CHICKEN CELL ADHESION IN PLANT-BASED MICROCARRIERS AND SCAFFOLDS

Introdução

The process of obtaining primary cells commences with a small sample of animal cells typically acquired via biopsy. These cells are subsequently cultured within a nutrient-rich growth medium, facilitating their multiplication. Subsequently, depending on the desired end-product, the cells are either seeded onto scaffolds or microcarriers.

Material e Métodos

Primary chicken myoblast cells were isolated from 15-day-old specific-pathogen-free (SPF) White Leghorn chicken embryos and cultivated in tissue culture flasks with Dulbecco’s modified Eagle’s medium (DMEM-High Glucose) supplemented with suitable growth factors and antibiotics until they reached confluent monolayers. Commercial scaffolds and microcarriers from different plant-based origins (potato, soy, gelatin, chitosan, lupin, HybridX, HybridX Fluff, and their combinations) were previously processed following the manufacturer's recommendations. Cells were trypsinized, labeled with carboxyfluorescein succinimidyl ester (CFSE) and seeded on the scaffolds and microcarriers.
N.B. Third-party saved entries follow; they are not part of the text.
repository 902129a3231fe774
pub mod flow;
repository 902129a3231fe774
use flow_map_canvas::{App, init_logging};
use leptos::prelude::*;

fn main() {
	init_logging();
	mount_to_body(App);
}
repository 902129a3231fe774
use std::fmt;
use std::str::FromStr;

use super::error::FlowError;
use super::style::StylePatch;

/// A geographic position in degrees. Only ever handed to the map host.
#[derive(Clone, Copy, Debug, PartialEq)]
pub struct GeoCoordinate {
	/// Latitude in degrees.
	pub lat: f64,
	/// Longitude in degrees.
	pub lng: f64,
}

impl GeoCoordinate {
	/// Creates a coordinate from latitude and longitude.
	pub const fn new(lat: f64, lng: f64) -> Self {
		Self { lat, lng }
	}
}

impl From<(f64, f64)> for GeoCoordinate {
	fn from((lat, lng): (f64, f64)) -> Self {
		Self { lat, lng }
	}
}

/// A point in layer pixels, y growing downward.
#[derive(Clone, Copy, Debug, Default, PartialEq)]
pub struct ScreenPoint {
	/// Horizontal pixel offset.
	pub x: f64,
	/// Vertical pixel offset.
	pub y: f64,
}

impl ScreenPoint {
	/// Creates a point from pixel offsets.
	pub const fn new(x: f64, y: f64) -> Self {
		Self { x, y }
	}

	/// True when neither coordinate is NaN or infinite.
	pub fn is_finite(&self) -> bool {
		self.x.is_finite() && self.y.is_finite()
	}
}

/// Resolved direction of a flow: along the segment, against it, or none.
#[derive(Clone, Copy, Debug, PartialEq, Eq, Hash)]
pub enum Direction {
	/// From `end` to `start` (`-1`).
	Backward,
	/// No direction; the arrow collapses (`0`).
	None,
	/// From `start` to `end` (`1`).
	Forward,
}

impl Direction {
	/// Sign of `value`, with zero mapping to [`Direction::None`].
	pub fn from_sign(value: f64) -> Self {
		if value < 0.0 {
			Self::Backward
		} else if value > 0.0 {
			Self::Forward
		} else {
			Self::None
		}
	}

	/// `-1.0`, `0.0` or `1.0`.
	pub fn sign(self) -> f64 {
		match self {
			Self::Backward => -1.0,
			Self::None => 0.0,
			Self::Forward => 1.0,
		}
	}
}

impl TryFrom<i64> for Direction {
	type Error = FlowError;

	fn try_from(raw: i64) -> Result<Self, Self::Error> {
		match raw {
			-1 => Ok(Self::Backward),
			0 => Ok(Self::None),
			1 => Ok(Self::Forward),
			other => Err(FlowError::InvalidDirection {
				given: other.to_string(),
			}),
		}
	}
}

/// The `dir` option: a fixed direction, or derived from the value's sign.
#[derive(Clone, Copy, Debug, Default, PartialEq, Eq, Hash)]
pub enum DirSetting {
	/// Use the sign of the flow value.
	#[default]
	Auto,
	/// Always use this direction.
	Fixed(Direction),
}

impl DirSetting {
	/// Resolves the setting against a flow value.
	pub fn resolve(self, value: f64) -> Direction {
		match self {
			Self::Auto => Direction::from_sign(value),
			Self::Fixed(dir) => dir,
		}
	}
}

impl From<Direction> for DirSetting {
	fn from(dir: Direction) -> Self {
		Self::Fixed(dir)
	}
}

impl TryFrom<i64> for DirSetting {
	type Error = FlowError;

	fn try_from(raw: i64) -> Result<Self, Self::Error> {
		Direction::try_from(raw).map(Self::Fixed)
	}
}

impl FromStr for DirSetting {
	type Err = FlowError;

	fn from_str(s: &str) -> Result<Self, Self::Err> {
		let trimmed = s.trim();
		if trimmed.eq_ignore_ascii_case("auto") {
			return Ok(Self::Auto);
		}
		trimmed
			.parse::<i64>()
			.map_err(|_| FlowError::InvalidDirection { given: s.to_owned() })
			.and_then(Self::try_from)
	}
}

impl fmt::Display for DirSetting {
	fn fmt(&self, f: &mut fmt::Formatter<'_>) -> fmt::Result {
		match self {
			Self::Auto => f.write_str("auto"),
			Self::Fixed(dir) => write!(f, "{}", dir.sign() as i64),
		}
	}
}

/// One flow to draw: endpoints plus the options that differ from the defaults.
#[derive(Clone, Debug, PartialEq)]
pub struct FlowLink {
	/// Where the flow starts.
	pub start: GeoCoordinate,
	/// Where the flow ends.
	pub end: GeoCoordinate,
	/// Style options merged over the defaults.
	pub style: StylePatch,
}

/// A labelled marker drawn under the flows.
#[derive(Clone, Debug, PartialEq)]
pub struct Place {
	/// Label text.
	pub name: String,
	/// Marker position.
	pub coord: GeoCoordinate,
}

/// Input of the flow map component.
#[derive(Clone, Debug, Default, PartialEq)]
pub struct FlowData {
	/// Flows, in drawing order.
	pub flows: Vec<FlowLink>,
	/// Markers.
	pub places: Vec<Place>,
}
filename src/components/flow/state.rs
use std::cell::RefCell;
use std::collections::BTreeSet;
use std::rc::{Rc, Weak};
use std::time::Duration;

use log::{info, warn};

use super::geometry::ArrowTransform;
use super::layer::{FlowId, FlowLayer};
use super::segment::{FlowSegment, MapHost, SubscriptionId};
use super::style::{FlowStyle, StylePatch};
use super::transition::{ArrowPrimitive, ArrowTarget, LinePrimitive, LineTarget, Tween};
use super::types::{FlowData, FlowLink, GeoCoordinate, Place, ScreenPoint};

pub const MIN_ZOOM: f64 = 5.0;
pub const MAX_ZOOM: f64 = 2000.0;
const INITIAL_ZOOM: f64 = 60.0;
/// Extra pixels around a line that still count as hitting it.
pub const HIT_SLOP: f64 = 4.0;
/// A press that moves further than this is a pan, not a click.
const CLICK_TOLERANCE: f64 = 3.0;

/// Pixels per degree, and the screen position of (0, 0).
#[derive(Clone, Debug, Default)]
pub struct ViewTransform {
	pub x: f64,
	pub y: f64,
	pub k: f64,
}

#[derive(Clone, Debug, Default)]
pub struct PanState {
	pub active: bool,
	pub start_x: f64,
	pub start_y: f64,
	pub transform_start_x: f64,
	pub transform_start_y: f64,
	pub moved: bool,
}

#[derive(Clone, Debug)]
pub struct LineState {
	pub start: ScreenPoint,
	pub end: ScreenPoint,
	pub width: Tween<f64>,
	pub opacity: Tween<f64>,
	pub color: String,
}

#[derive(Clone, Debug)]
pub struct ArrowState {
	pub anchor: ScreenPoint,
	pub transform: Tween<ArrowTransform>,
	pub opacity: Tween<f64>,
	pub color: String,
}

impl LineState {
	fn tick(&mut self, dt: f64) -> bool {
		let width = self.width.tick(dt);
		let opacity = self.opacity.tick(dt);
		width || opacity
	}
}

impl ArrowState {
	fn tick(&mut self, dt: f64) -> bool {
		let transform = self.transform.tick(dt);
		let opacity = self.opacity.tick(dt);
		transform || opacity
	}
}

/// Line handle. Dropping it removes the line from the canvas.
pub struct CanvasLine(Rc<RefCell<LineState>>);

/// Arrow handle. Dropping it removes the arrow from the canvas.
pub struct CanvasArrow(Rc<RefCell<ArrowState>>);

impl LinePrimitive for CanvasLine {
	fn set_endpoints(&mut self, start: ScreenPoint, end: ScreenPoint) {
		let mut line = self.0.borrow_mut();
		line.start = start;
		line.end = end;
	}

	fn animate(&mut self, target: LineTarget, duration: Duration) {
		let mut line = self.0.borrow_mut();
		line.width.retarget(target.width, duration);
		line.opacity.retarget(target.opacity, duration);
		line.color = target.color;
	}
}

impl ArrowPrimitive for CanvasArrow {
	fn set_anchor(&mut self, anchor: ScreenPoint) {
		self.0.borrow_mut().anchor = anchor;
	}

	fn animate(&mut self, target: ArrowTarget, duration: Duration) {
		let mut arrow = self.0.borrow_mut();
		arrow.transform.retarget(target.transform, duration);
		arrow.opacity.retarget(target.opacity, duration);
		arrow.color = target.color;
	}
}

/// Canvas-backed map: a linear lng/lat view plus the live primitives.
pub struct CanvasMap {
	pub transform: ViewTransform,
	pub pan: PanState,
	pub width: f64,
	pub height: f64,
	pub places: Vec<Place>,
	subscribers: BTreeSet<SubscriptionId>,
	lines: Vec<Weak<RefCell<LineState>>>,
	arrows: Vec<Weak<RefCell<ArrowState>>>,
}

impl CanvasMap {
	/// A view of `width` x `height` pixels centred on `center`.
	pub fn new(center: GeoCoordinate, width: f64, height: f64) -> Self {
		Self {
			transform: ViewTransform {
				x: width / 2.0 - center.lng * INITIAL_ZOOM,
				y: height / 2.0 + center.lat * INITIAL_ZOOM,
				k: INITIAL_ZOOM,
			},
			pan: PanState::default(),
			width,
			height,
			places: Vec::new(),
			subscribers: BTreeSet::new(),
			lines: Vec::new(),
			arrows: Vec::new(),
		}
	}

	pub fn screen_to_geo(&self, sx: f64, sy: f64) -> GeoCoordinate {
		GeoCoordinate::new(
			(self.transform.y - sy) / self.transform.k,
			(sx - self.transform.x) / self.transform.k,
		)
	}

	/// Advances every transition. Returns true while any is still running.
	pub fn tick(&mut self, dt: f64) -> bool {
		self.lines.retain(|w| w.strong_count() > 0);
		self.arrows.retain(|w| w.strong_count() > 0);
		let mut running = false;
		for line in self.lines.iter().filter_map(Weak::upgrade) {
			running |= line.borrow_mut().tick(dt);
		}
		for arrow in self.arrows.iter().filter_map(Weak::upgrade) {
			running |= arrow.borrow_mut().tick(dt);
		}
		running
	}

	pub fn visit_lines(&self, mut f: impl FnMut(&LineState)) {
		for line in self.lines.iter().filter_map(Weak::upgrade) {
			f(&line.borrow());
		}
	}

	pub fn visit_arrows(&self, mut f: impl FnMut(&ArrowState)) {
		for arrow in self.arrows.iter().filter_map(Weak::upgrade) {
			f(&arrow.borrow());
		}
	}

	pub fn live_primitives(&self) -> usize {
		self.lines.iter().filter(|w| w.strong_count() > 0).count()
			+ self.arrows.iter().filter(|w| w.strong_count() > 0).count()
	}
}

impl MapHost for CanvasMap {
	type Line = CanvasLine;
	type Arrow = CanvasArrow;

	fn project(&self, coord: GeoCoordinate) -> ScreenPoint {
		ScreenPoint::new(
			self.transform.x + coord.lng * self.transform.k,
			self.transform.y - coord.lat * self.transform.k,
		)
	}

	fn subscribe(&mut self) -> SubscriptionId {
		let id = SubscriptionId::fresh();
		self.subscribers.insert(id);
		id
	}

	fn unsubscribe(&mut self, id: SubscriptionId) {
		self.subscribers.remove(&id);
	}

	fn is_subscribed(&self, id: SubscriptionId) -> bool {
		self.subscribers.contains(&id)
	}

	fn create_line(&mut self) -> CanvasLine {
		let line = Rc::new(RefCell::new(LineState {
			start: ScreenPoint::default(),
			end: ScreenPoint::default(),
			width: Tween::settled(0.0),
			opacity: Tween::settled(0.0),
			color: String::new(),
		}));
		self.lines.push(Rc::downgrade(&line));
		CanvasLine(line)
	}

	fn create_arrow(&mut self) -> CanvasArrow {
		let arrow = Rc::new(RefCell::new(ArrowState {
			anchor: ScreenPoint::default(),
			transform: Tween::settled(ArrowTransform::default()),
			opacity: Tween::settled(0.0),
			color: String::new(),
		}));
		self.arrows.push(Rc::downgrade(&arrow));
		CanvasArrow(arrow)
	}
}

/// Everything the flow map component mutates between frames.
pub struct FlowMapState {
	pub layer: FlowLayer<CanvasMap>,
	links: Vec<(FlowLink, Option<FlowId>)>,
	hovered: Option<usize>,
}

impl FlowMapState {
	pub fn new(data: &FlowData, width: f64, height: f64) -> Self {
		let mut map = CanvasMap::new(center_of(data), width, height);
		map.places = data.places.clone();
		let mut state = Self {
			layer: FlowLayer::new(map),
			links: Vec::new(),
			hovered: None,
		};
		state.rebuild(data);
		state
	}

	/// Brings the layer in line with `data`. Style-only changes animate;
	/// any change of endpoints rebuilds the segments.
	pub fn sync(&mut self, data: &FlowData) {
		self.layer.host_mut().places = data.places.clone();
		let same_endpoints = self.links.len() == data.flows.len()
			&& self
				.links
				.iter()
				.zip(&data.flows)
				.all(|((old, _), new)| old.start == new.start && old.end == new.end);
		if !same_endpoints {
			self.rebuild(data);
			return;
		}

		// a rejected link that became valid has to be drawn in its own slot
		let revived = self.links.iter().zip(&data.flows).any(|((old, id), new)| {
			id.is_none()
				&& old.style != new.style
				&& FlowStyle::default().merged(&new.style).is_ok()
		});
		if revived {
			self.rebuild(data);
			return;
		}

		for ((old, id), new) in self.links.iter_mut().zip(&data.flows) {
			if old.style == new.style {
				continue;
			}
			let Some(existing) = *id else {
				*old = new.clone();
				continue;
			};
			// the incoming patch is relative to the defaults, not the last patch
			match self.layer.set_style(existing, &restate(&new.style)) {
				Ok(_) => *old = new.clone(),
				Err(e) => warn!("Ignoring style update for {:?} -> {:?}: {e}", new.start, new.end),
			}
		}
	}

	fn rebuild(&mut self, data: &FlowData) {
		self.layer.clear();
		self.links = data
			.flows
			.iter()
			.map(|link| {
				let id = match FlowSegment::with_patch(link.start, link.end, &link.style) {
					Ok(segment) => Some(self.layer.add(segment)),
					Err(e) => {
						warn!("Skipping flow {:?} -> {:?}: {e}", link.start, link.end);
						None
					}
				};
				(link.clone(), id)
			})
			.collect();
		info!(
			"Flow layer holds {} segments ({} primitives)",
			self.layer.len(),
			self.layer.host().live_primitives()
		);
	}

	pub fn map(&self) -> &CanvasMap {
		self.layer.host()
	}

	/// Index into `FlowData::flows` of the topmost flow under (x, y).
	pub fn flow_at(&self, x: f64, y: f64) -> Option<usize> {
		let p = ScreenPoint::new(x, y);
		// later flows are drawn on top
		self.links.iter().enumerate().rev().find_map(|(i, (_, id))| {
			let geometry = self.layer.get((*id)?)?.geometry()?;
			geometry.hit(p, HIT_SLOP).then_some(i)
		})
	}

	pub fn hovered(&self) -> Option<usize> {
		self.hovered
	}

	/// Returns true when the hovered flow changed.
	pub fn set_hover(&mut self, flow: Option<usize>) -> bool {
		if self.hovered == flow {
			return false;
		}
		self.hovered = flow;
		true
	}

	/// Whether the last press moved far enough to count as a pan.
	pub fn was_dragged(&self) -> bool {
		self.map().pan.moved
	}

	pub fn tick(&mut self, dt: f64) -> bool {
		self.layer.host_mut().tick(dt)
	}

	pub fn begin_pan(&mut self, x: f64, y: f64) {
		let map = self.layer.host_mut();
		map.pan = PanState {
			active: true,
			start_x: x,
			start_y: y,
			transform_start_x: map.transform.x,
			transform_start_y: map.transform.y,
			moved: false,
		};
	}

	pub fn pan_to(&mut self, x: f64, y: f64) {
		let map = self.layer.host_mut();
		if !map.pan.active {
			return;
		}
		let (dx, dy) = (x - map.pan.start_x, y - map.pan.start_y);
		map.pan.moved |= dx.hypot(dy) > CLICK_TOLERANCE;
		map.transform.x = map.pan.transform_start_x + dx;
		map.transform.y = map.pan.transform_start_y + dy;
		self.layer.view_changed();
	}

	pub fn end_pan(&mut self) {
		self.layer.host_mut().pan.active = false;
	}

	/// Zooms by `factor` keeping the point under (x, y) fixed.
	pub fn zoom_at(&mut self, x: f64, y: f64, factor: f64) {
		let map = self.layer.host_mut();
		let under = map.screen_to_geo(x, y);
		let k = (map.transform.k * factor).clamp(MIN_ZOOM, MAX_ZOOM);
		map.transform = ViewTransform {
			x: x - under.lng * k,
			y: y + under.lat * k,
			k,
		};
		self.layer.view_changed();
	}

	pub fn resize(&mut self, width: f64, height: f64) {
		let map = self.layer.host_mut();
		map.width = width;
		map.height = height;
		self.layer.view_changed();
	}
}

/// A patch that sets every field `patch` leaves unset back to its default.
fn restate(patch: &StylePatch) -> StylePatch {
	let defaults = StylePatch::from(FlowStyle::default());
	StylePatch {
		color: patch.color.clone().or(defaults.color),
		value: patch.value.or(defaults.value),
		max_value: patch.max_value.or(defaults.max_value),
		min_thickness: patch.min_thickness.or(defaults.min_thickness),
		max_thickness: patch.max_thickness.or(defaults.max_thickness),
		opacity: patch.opacity.or(defaults.opacity),
		dir: patch.dir.or(defaults.dir),
		transition: patch.transition.or(defaults.transition),
	}
}

fn center_of(data: &FlowData) -> GeoCoordinate {
	let coords: Vec<_> = data
		.flows
		.iter()
		.flat_map(|l| [l.start, l.end])
		.chain(data.places.iter().map(|p| p.coord))
		.collect();
	if coords.is_empty() {
		return GeoCoordinate::new(0.0, 0.0);
	}
	let n = coords.len() as f64;
	GeoCoordinate::new(
		coords.iter().map(|c| c.lat).sum::<f64>() / n,
		coords.iter().map(|c| c.lng).sum::<f64>() / n,
	)
}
Cell morphology was assessed along the time (after 2 h of cell seeding and after 24 h of incubation) on different substrates by microscopy.

Resultados e Discussão

Among the evaluated microcarriers, HybridX showed greater amounts of protein (13%) than the potato microcarrier after chicken cell growth. The HybridX microcarrier exhibited enhanced cell adhesion and proliferation, likely attributed to the inclusion of gelatin in its composition, which facilitates cell attachment. Regarding the scaffolds, the chitosan-lupin combination showed the most promising attachment to chicken cells and, consequently, the highest protein content (10%), followed by the HybridX Fluff (8.9%).

Conclusão

This study explores the efficacy of various plant-based scaffolds and microcarriers for the cultivation of primary chicken myoblast cells, crucial for the development of cultured meat. By isolating cells from SPF White Leghorn chicken embryos and employing different substrates, the research sheds light on optimal conditions for cell attachment and protein production. The findings not only contribute to advancing the field of cultured meat production but also highlight the potential of sustainable materials in tissue engineering applications.